Thomas Duffy takes a thought-provoking look at mental health and the emotional relationships surrounding it in Social Work, a human drama that plays out between a patient and therapist amidst feelings of love and loss, success and failure.
A failed suicide attempt lands Marc Ziller, 28, in the behavioral health unit at a New York hospital. His treatment includes group and individual sessions with clinical social worker Lauren Davidson. Of the therapist/patient relationship, Lauren says: “I don’t believe it’s supposed to be everlasting. A good therapist points their patients in the right direction. Job done.” Yet the lines appear blurred with her constant thoughts and concerns about Marc, even after she’s left her position.

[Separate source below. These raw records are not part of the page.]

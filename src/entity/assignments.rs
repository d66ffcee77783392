//! 作业表行

use chrono::NaiveDateTime;
use sea_orm::FromQueryResult;

#[derive(Clone, Debug, PartialEq, FromQueryResult)]
pub struct Model {
    pub assignment_id: i64,
    pub title: String,
    pub description: String,
    pub due_date: Option<NaiveDateTime>,
    pub points_possible: i32,
    pub course_id: i64,
}

impl Model {
    pub fn into_assignment(self) -> crate::models::assignments::entities::Assignment {
        use crate::models::assignments::entities::Assignment;

        Assignment {
            assignment_id: self.assignment_id,
            title: self.title,
            description: self.description,
            due_date: self.due_date,
            points_possible: self.points_possible,
            course_id: self.course_id,
        }
    }
}
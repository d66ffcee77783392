use serde::{Deserialize, Serialize};

/// 应用配置结构体
#[derive(Debug, Clone, Serialize, Deserialize)]
pub struct AppConfig {
    pub app: AppSettings,
    pub server: ServerConfig,
    pub database: DatabaseConfig,
    pub session: SessionConfig,
    pub argon2: Argon2Config,
    pub courses: CourseConfig,
    pub upload: UploadConfig,
    pub testing: TestingConfig,
}

/// 应用设置
#[derive(Debug, Clone, Serialize, Deserialize)]
pub struct AppSettings {
    pub system_name: String,
    pub environment: String,
    pub log_level: String,
}

/// 服务器配置
#[derive(Debug, Clone, Serialize, Deserialize)]
pub struct ServerConfig {
    pub host: String,
    pub port: u16,
    pub workers: usize,
    pub max_workers: usize,
    pub timeouts: TimeoutConfig,
    pub limits: LimitConfig,
}

/// 超时配置
#[derive(Debug, Clone, Serialize, Deserialize)]
pub struct TimeoutConfig {
    pub client_request: u64,
    pub client_disconnect: u64,
    pub keep_alive: u64,
}

/// 限制配置
#[derive(Debug, Clone, Serialize, Deserialize)]
pub struct LimitConfig {
    pub max_payload_size: usize,
}

/// 数据库配置
#[derive(Debug, Clone, Serialize, Deserialize)]
pub struct DatabaseConfig {
    pub url: String,    // 数据库连接 URL（从 scheme 自动推断类型）
    pub pool_size: u32, // 连接池大小
    pub timeout: u64,   // 连接超时 (秒)
}

/// 会话配置
#[derive(Debug, Clone, Serialize, Deserialize)]
pub struct SessionConfig {
    #[serde(skip_serializing, default)]
    pub secret: String,
    pub expiry_hours: i64,
}

/// Argon2 参数
#[derive(Debug, Clone, Serialize, Deserialize)]
pub struct Argon2Config {
    pub memory_cost: u32,
    pub time_cost: u32,
    pub parallelism: u32,
}

/// 课程标题唯一性的范围
#[derive(Debug, Clone, Copy, PartialEq, Eq, Serialize, Deserialize)]
#[serde(rename_all = "snake_case")]
pub enum TitleScope {
    /// 同一教师名下不可重名
    Instructor,
    /// 全站不可重名
    Global,
}

#[derive(Debug, Clone, Serialize, Deserialize)]
pub struct CourseConfig {
    pub title_scope: TitleScope,
}

#[derive(Debug, Clone, Serialize, Deserialize)]
pub struct UploadConfig {
    pub dir: String,     // 上传目录
    pub max_size: usize, // 单文件最大字节数
}

/// 测试夹具
#[derive(Debug, Clone, Serialize, Deserialize)]
pub struct TestingConfig {
    pub user: String,
    pub password: String,
    pub course_name: String,
    pub course_ident: String,
    pub course_section: String,
    pub course_description: String,
    pub assignment_name: String,
    pub assignment_description: String,
    pub assignment_due: String,
    pub assignment_points: String,
}
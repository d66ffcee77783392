use actix_web::{HttpResponse, Result as ActixResult, http::StatusCode};
use tracing::{error, info};

use super::{AssignmentPath, DUPLICATE_TITLE, load_assignment};
use crate::middlewares::RequestContext;
use crate::models::{
    FormErrors,
    assignments::{entities::Assignment, requests::AssignmentForm},
    courses::entities::Course,
};
use crate::utils::url::{assignment_url, course_url};
use crate::views::{self, AssignmentFormPage};

const NOT_YOURS: &str = "You can not edit that.";

fn render_form(
    ctx: &RequestContext,
    status: StatusCode,
    owner: &str,
    course: Course,
    assignment: &Assignment,
    form: AssignmentForm,
    errors: FormErrors,
) -> ActixResult<HttpResponse> {
    views::render_status(
        status,
        &AssignmentFormPage {
            page: ctx.page(),
            heading: format!("Edit {}", assignment.title),
            action: assignment_url(owner, &course.title, &assignment.title, "edit"),
            back_url: course_url(owner, &course.title),
            course,
            form,
            errors,
        },
    )
}

pub async fn edit_page(ctx: &RequestContext, path: AssignmentPath<'_>) -> ActixResult<HttpResponse> {
    let (course, assignment) = match load_assignment(ctx, &path, NOT_YOURS).await? {
        Ok(found) => found,
        Err(resp) => return Ok(resp),
    };
    let form = AssignmentForm::from_assignment(&assignment);
    render_form(
        ctx,
        StatusCode::OK,
        path.owner,
        course,
        &assignment,
        form,
        FormErrors::default(),
    )
}

pub async fn update_assignment(
    ctx: &RequestContext,
    path: AssignmentPath<'_>,
    form: AssignmentForm,
) -> ActixResult<HttpResponse> {
    let (course, assignment) = match load_assignment(ctx, &path, NOT_YOURS).await? {
        Ok(found) => found,
        Err(resp) => return Ok(resp),
    };
    let owner = path.owner;

    let request = match form.parse(course.course_id) {
        Ok(request) => request,
        Err(errors) => {
            return render_form(
                ctx,
                StatusCode::BAD_REQUEST,
                owner,
                course,
                &assignment,
                form,
                errors,
            );
        }
    };

    let storage = ctx.storage();
    // 改名时不能与同课程的其他作业重名
    if request.title != assignment.title
        && storage
            .get_course_assignment(course.course_id, &request.title)
            .await?
            .is_some()
    {
        let mut errors = FormErrors::default();
        errors.add("title", DUPLICATE_TITLE);
        return render_form(
            ctx,
            StatusCode::CONFLICT,
            owner,
            course,
            &assignment,
            form,
            errors,
        );
    }

    let back_url = course_url(owner, &course.title);
    match storage
        .update_assignment(assignment.assignment_id, request.into())
        .await
    {
        Ok(Some(updated)) => {
            info!("User: {} - updated assignment {}", owner, updated.assignment_id);
            Ok(views::redirect_with_flash(
                &back_url,
                format!("Assignment {} updated.", updated.title),
            ))
        }
        Ok(None) => views::not_found(ctx.page()),
        Err(e) => {
            error!("Failed to update assignment {}: {}", assignment.assignment_id, e);
            Ok(views::redirect_with_flash(
                &back_url,
                "There was an error updating your assignment, please try again later.",
            ))
        }
    }
}
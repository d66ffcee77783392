pub mod login;
pub mod logout;
pub mod register;

use actix_web::{HttpResponse, Result as ActixResult};

use crate::middlewares::RequestContext;
use crate::models::auth::requests::{LoginForm, RegistrationForm};

pub struct AuthService;

impl AuthService {
    pub fn new_lazy() -> Self {
        Self
    }

    // 注册页面
    pub async fn join_page(&self, ctx: &RequestContext) -> ActixResult<HttpResponse> {
        register::join_page(ctx)
    }

    // 用户注册
    pub async fn register(
        &self,
        ctx: &RequestContext,
        form: RegistrationForm,
    ) -> ActixResult<HttpResponse> {
        register::handle_register(self, ctx, form).await
    }

    // 登录页面
    pub async fn login_page(&self, ctx: &RequestContext) -> ActixResult<HttpResponse> {
        login::login_page(ctx)
    }

    // 登录验证
    pub async fn login(&self, ctx: &RequestContext, form: LoginForm) -> ActixResult<HttpResponse> {
        login::handle_login(self, ctx, form).await
    }

    // 注销
    pub async fn logout(&self, ctx: &RequestContext) -> ActixResult<HttpResponse> {
        logout::handle_logout(ctx)
    }
}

Throughout, Lauren wrestles with her desires for marriage and a family. While Lauren’s future husband, Ahmad, may offer stability, the couple’s conversations hint at a less than heartfelt commitment.
As the story evolves, Lauren and Marc each attempt to navigate paths toward self-fulfillment.
The narrative is driven by characters and conversation, whether through Marc and Lauren’s banter, Marc’s conversations at his job, or in his revolving attempts to secure a steady relationship via the likes of singles groups or online dating. Duffy weaves a touch of humor into this eclectic and engaging mix of character interaction; for example, with a singles group excursion to the Museum of Sex, therapeutic tic-tac-toe games that turn into Hangman matches, and Marc’s joking request of one therapist for her best 20-minute relationship advice.
Readers may find the ending disappointing, however. As the final chapters move ahead a few years, the nature of the central characters’ re-connect seems oddly contrived in light of the underlying emotions hinted at throughout the primary course of the narrative. Better proofreading is also needed to correct missing words and inverted phrasing.
Although there might be some predictability here in the patient/therapist relationship, for those who favor conversational-driven writing and ventures into the human plight, Social Work provides an interesting exploration.